I was reading through the pytorch documentation for the DataLoader class and I noticed that it recommends against DataLoaders returning CUDA tensors in distributed training.

It is generally not recommended to return CUDA tensors in multi-process loading because of many subtleties in using CUDA and sharing CUDA tensors in multiprocessing (see CUDA in multiprocessing). Instead, we recommend using automatic memory pinning (i.e., setting pin_memory=True), which enables fast data transfer to CUDA-enabled GPUs.

However, I also notice that it says “generally”. I’m wondering if my particular case is an exception.

I have written up a distributed training pipeline using the DistributedDataParallel framework. I have DataLoader objects that are instantiated in each child process spawned by torch.multiprocessing.spawn(). One CUDA device is allocated per child process, and the index of the device is passed to each of the processes so they know which device they should use. When the DataLoaders are created in each of these child processes, the DataLoaders also get told which devices they are operating on (I have written a custom DataLoader class) so that in the collate_fn of each of these data loaders, the tensors are created directly on their respective device.

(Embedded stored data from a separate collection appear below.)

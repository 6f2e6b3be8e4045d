// src/io/serial/reading.rs
//
// Interprets a TA612C real-time frame payload as a 4-channel temperature sample.
//
// Payload layout (command 0x01):
//   [t1 lo][t1 hi][t2 lo][t2 hi][t3 lo][t3 hi][t4 lo][t4 hi]
// Each value is a signed 16-bit little-endian integer holding degrees C x 10.
// Readings outside the thermocouple range are the device's open-channel code.

use chrono::{DateTime, Utc};

// ============================================================================
// Constants
// ============================================================================

/// Number of thermocouple inputs on the TA612C.
pub const CHANNEL_COUNT: usize = 4;

/// Minimum payload length that carries all four channels.
pub const REALTIME_PAYLOAD_LEN: usize = CHANNEL_COUNT * 2;

/// Lowest temperature the device reports for a connected probe.
pub const MIN_TEMPERATURE_C: f64 = -300.0;

/// Highest temperature the device reports for a connected probe.
pub const MAX_TEMPERATURE_C: f64 = 2000.0;

// ============================================================================
// Types
// ============================================================================

/// One decoded 4-channel sample. `None` marks an open or disconnected probe.
#[derive(Debug, Clone, Copy, PartialEq)]
pub struct Reading {
    pub channels: [Option<f64>; CHANNEL_COUNT],
    /// Wall-clock time the sample was decoded
    pub captured_at: DateTime<Utc>,
}

impl Reading {
    /// Iterate over connected channels as (1-based channel number, temperature).
    pub fn present_channels(&self) -> impl Iterator<Item = (usize, f64)> + '_ {
        self.channels
            .iter()
            .enumerate()
            .filter_map(|(i, t)| t.map(|t| (i + 1, t)))
    }

    /// True when every channel reports an open probe.
    pub fn is_empty(&self) -> bool {
        self.channels.iter().all(Option::is_none)
    }
}

// ============================================================================
// Extraction
// ============================================================================

/// Convert a raw channel code into degrees C, or `None` for an open channel.
pub fn decode_temperature(raw: i16) -> Option<f64> {
    let temp = f64::from(raw) / 10.0;
    (MIN_TEMPERATURE_C..=MAX_TEMPERATURE_C)
        .contains(&temp)
        .then_some(temp)
}

/// Extract a reading from a real-time payload.
/// Returns `None` if the payload is too short to hold all four channels.
pub fn extract_reading(payload: &[u8]) -> Option<Reading> {
    if payload.len() < REALTIME_PAYLOAD_LEN {
        return None;
    }

    let mut channels = [None; CHANNEL_COUNT];
    for (index, channel) in channels.iter_mut().enumerate() {
        let offset = index * 2;
        let raw = i16::from_le_bytes([payload[offset], payload[offset + 1]]);
        *channel = decode_temperature(raw);
    }

    Some(Reading {
        channels,
        captured_at: Utc::now(),
    })
}

// ============================================================================
// Tests
// ============================================================================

In my case, I can’t see how creating the tensors directly on the CUDA device and returning that could be a bad thing. The dataloaders always know exactly which CUDA device the tensors need to be on, and since only one process uses each device there shouldn’t be any CUDA memory sharing problems right?

I just wanted to double check this with more knowledgable people here on the forum to make sure I haven’t completely misunderstood the point.

Cheers,
Yuta

ptrblck · March 1, 2022, 6:43am

I don’t think the quoted recommendation targets a distributed training setup, but the usage of multiprocessing e.g. via num_workers>0 in a DataLoader.

The main issues in such a use case is to avoid re-creating the CUDA context in each process, which will fail.

yutanagano · March 1, 2022, 10:55am

Ah, understood. Thank you for clarifying!